An agreement. So much more than I’d expected. “What do you see?” I whispered as eagerness consumed me. I had to know.

“I’ll tell you, but not here and not now. Write down what you see, and I’ll do the same. After school, we’ll exchange notes. That way, neither of us can claim the other is lying. And if you hand me a blank note, I’ll make you regret it.”

“Scary,” I said with mock-mock fear. He was scary. “But the same goes for you.”

“Good.”

Now that that was settled… “We’re going back to school? You’ll let me down?”

“I told you I would, didn’t I?” He bent down and pulled a small— Oh, dear heaven, I was about to be murdered. He was now holding a crossbow.

His arm extended, and he aimed the weapon at the top of the rope. His finger tapped the trigger. I screamed with blood-curdling force, only to tumble toward the ground when the arrow severed the rope rather than my foot.

I flailed for an anchor, but I never hit. Cole caught me just before I landed. He righted me as if I weighed no more than a bag of feathers, and I swayed. A long moment passed before I felt steady enough to stand on my own. Did I step away from him, though? No. He wouldn’t let me; he held tight.

“Why do you have a weapon like that?” I asked. A weapon he’d obviously taken to school—and gotten through security.

“You tell me.”

Enough! “Never mind.” I hated those three words on his lips, I decided.
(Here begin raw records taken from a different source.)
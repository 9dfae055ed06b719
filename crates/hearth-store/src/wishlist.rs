//! Wishlist and booking operations.
//!
//! Bookings are anonymous towards the item's owner: read paths go through
//! [`select::wishlist_for_viewer`], which scrubs the booker identity for
//! everyone except the booker themself.

use chrono::Utc;

use hearth_shared::{DataError, ItemId, NewWishlistItem, Result, UserId, WishlistItem};

use crate::select;
use crate::store::EntityStore;

impl EntityStore {
    /// One user's wishlist as `viewer` is allowed to see it.
    pub fn wishlist_of(&self, owner_id: &UserId, viewer_id: &UserId) -> Vec<WishlistItem> {
        select::wishlist_for_viewer(&self.lock().wishlist_items, owner_id, viewer_id)
    }

    /// Items are always created unbooked.
    pub fn create_item(&self, draft: &NewWishlistItem) -> Result<WishlistItem> {
        draft.validate()?;

        let mut data = self.lock();
        if !data.users.iter().any(|u| u.id == draft.user_id) {
            return Err(DataError::NotFound("user"));
        }

        let item = WishlistItem {
            id: ItemId::generate(),
            user_id: draft.user_id.clone(),
            title: draft.title.trim().to_string(),
            description: draft.description.clone(),
            link: draft.link.clone(),
            price: draft.price,
            image_url: draft.image_url.clone(),
            is_booked: false,
            booked_by: None,
            booked_at: None,
            created_at: Some(Utc::now()),
        };
        data.wishlist_items.push(item.clone());
        self.persist(&data);
        Ok(item)
    }

    /// Book an item for gifting. Owners cannot book their own items, and an
    /// already-booked item stays with its first booker.
    pub fn book_item(&self, id: &ItemId, booker_id: &UserId) -> Result<WishlistItem> {
        let mut data = self.lock();
        let item = data
            .wishlist_items
            .iter_mut()
            .find(|w| &w.id == id)
            .ok_or(DataError::NotFound("wishlist item"))?;

        if &item.user_id == booker_id {
            return Err(DataError::Validation(
                "cannot book an item on your own wishlist".into(),
            ));
        }
        if item.is_booked {
            return Err(DataError::Conflict("item is already booked".into()));
        }

        item.is_booked = true;
        item.booked_by = Some(booker_id.clone());
        item.booked_at = Some(Utc::now());

        let updated = item.clone();
        self.persist(&data);
        Ok(updated)
    }

    /// Release a booking, making the item available again.
    pub fn cancel_booking(&self, id: &ItemId) -> Result<WishlistItem> {
        let mut data = self.lock();
        let item = data
            .wishlist_items
            .iter_mut()
            .find(|w| &w.id == id)
            .ok_or(DataError::NotFound("wishlist item"))?;

        if !item.is_booked {
            return Err(DataError::Conflict("item is not booked".into()));
        }

        item.is_booked = false;
        item.booked_by = None;
        item.booked_at = None;

        let updated = item.clone();
        self.persist(&data);
        Ok(updated)
    }

    /// Delete an item. Booked items are protected so a committed gift does
    /// not silently vanish under its booker.
    pub fn delete_item(&self, id: &ItemId) -> Result<()> {
        let mut data = self.lock();
        let item = data
            .wishlist_items
            .iter()
            .find(|w| &w.id == id)
            .ok_or(DataError::NotFound("wishlist item"))?;

        if item.is_booked {
            return Err(DataError::Conflict(
                "booked items cannot be deleted".into(),
            ));
        }

        data.wishlist_items.retain(|w| &w.id != id);
        self.persist(&data);
        Ok(())
    }
}

#[cfg(test)]
mod tests {
    use super::*;

    #[test]
    fn created_items_start_unbooked() {
        let store = EntityStore::in_memory();
        let item = store
            .create_item(&NewWishlistItem {
                user_id: "2".into(),
                title: "Наушники".into(),
                description: None,
                link: None,
                price: Some(12990.0),
                image_url: None,
            })
            .unwrap();

        assert!(!item.is_booked);
        assert!(item.booked_by.is_none());
    }

    #[test]
    fn booking_is_first_come_first_served() {
        let store = EntityStore::in_memory();

        // w1 belongs to user 1 and is free.
        let item = store.book_item(&"w1".into(), &"4".into()).unwrap();
        assert!(item.is_booked);
        assert_eq!(item.booked_by, Some("4".into()));

        assert!(matches!(
            store.book_item(&"w1".into(), &"5".into()),
            Err(DataError::Conflict(_))
        ));
    }

    #[test]
    fn owners_cannot_book_their_own_items() {
        let store = EntityStore::in_memory();
        assert!(matches!(
            store.book_item(&"w1".into(), &"1".into()),
            Err(DataError::Validation(_))
        ));
    }

    #[test]
    fn cancel_frees_the_item_for_rebooking() {
        let store = EntityStore::in_memory();

        // w3 is booked in the starting data.
        let item = store.cancel_booking(&"w3".into()).unwrap();
        assert!(!item.is_booked);
        assert!(item.booked_by.is_none());
        assert!(item.booked_at.is_none());

        assert!(matches!(
            store.cancel_booking(&"w3".into()),
            Err(DataError::Conflict(_))
        ));

        store.book_item(&"w3".into(), &"5".into()).unwrap();
    }

    #[test]
    fn booked_items_cannot_be_deleted() {
        let store = EntityStore::in_memory();

        assert!(matches!(
            store.delete_item(&"w3".into()),
            Err(DataError::Conflict(_))
        ));

        store.delete_item(&"w1".into()).unwrap();
        assert!(matches!(
            store.delete_item(&"w1".into()),
            Err(DataError::NotFound("wishlist item"))
        ));
    }

    #[test]
    fn owner_view_hides_the_booker() {
        let store = EntityStore::in_memory();
        let owner: UserId = "1".into();

        let view = store.wishlist_of(&owner, &owner);
        let booked = view.iter().find(|w| w.id.as_str() == "w3").unwrap();
        assert!(booked.is_booked);
        assert!(booked.booked_by.is_none());
    }
}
Absolutely hated. “For now, it doesn’t matter.”

His fingers applied pressure to my waist. “Do I need to tell you that this conversation goes no further, not even to Kat, or do you already know that?”
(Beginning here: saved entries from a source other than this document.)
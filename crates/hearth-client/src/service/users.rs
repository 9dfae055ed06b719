//! User operations, both backends.

use hearth_shared::{PlatformIdentity, Result, User, UserId, UserPatch, UserPatchBody};

use crate::config::Mode;
use crate::service::DataService;

impl DataService {
    /// Resolve the signed-in user from the platform identity.
    pub async fn upsert_current_user(&self, identity: &PlatformIdentity) -> Result<User> {
        match self.mode() {
            Mode::Local => Ok(self.store().upsert_current_user(identity)),
            Mode::Remote => {
                let user: User = self.api().post("/users", identity).await?;
                // Keep the local copy in step so selection state has a user.
                self.store().upsert_current_user(identity);
                Ok(user)
            }
        }
    }

    pub async fn get_user(&self, id: &UserId) -> Result<User> {
        match self.mode() {
            Mode::Local => self.store().get_user(id),
            Mode::Remote => self.api().get(&format!("/users?id={}", id.as_str())).await,
        }
    }

    pub async fn list_users(&self) -> Result<Vec<User>> {
        match self.mode() {
            Mode::Local => Ok(self.store().list_users()),
            Mode::Remote => self.api().get("/users").await,
        }
    }

    pub async fn search_users(&self, query: &str) -> Result<Vec<User>> {
        match self.mode() {
            Mode::Local => Ok(self.store().search_users(query)),
            Mode::Remote => self.api().get(&format!("/users?search={query}")).await,
        }
    }

    pub async fn update_user(&self, id: &UserId, patch: &UserPatch) -> Result<User> {
        match self.mode() {
            Mode::Local => self.store().update_user(id, patch),
            Mode::Remote => {
                let body = UserPatchBody {
                    id: id.clone(),
                    patch: patch.clone(),
                };
                self.api().patch("/users", &body).await
            }
        }
    }
}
Yeah, I’d decided to talk to Kat about the visions. But this entire experience had been a wake-up call. No talking. Not now, not ever. Not even about the small stuff. And how odd, calling the visions small. But compared to this, everything was small. “Already know,” I said.

“Good. That’ll do for now.”

8

The Beginning of the Dead End

By the time I got home from school, my nerves were battered and deep-fried. Cole had returned me to the building, as promised, but I’d immediately run into Ms. Meyers, and she’d asked me why I’d missed her class.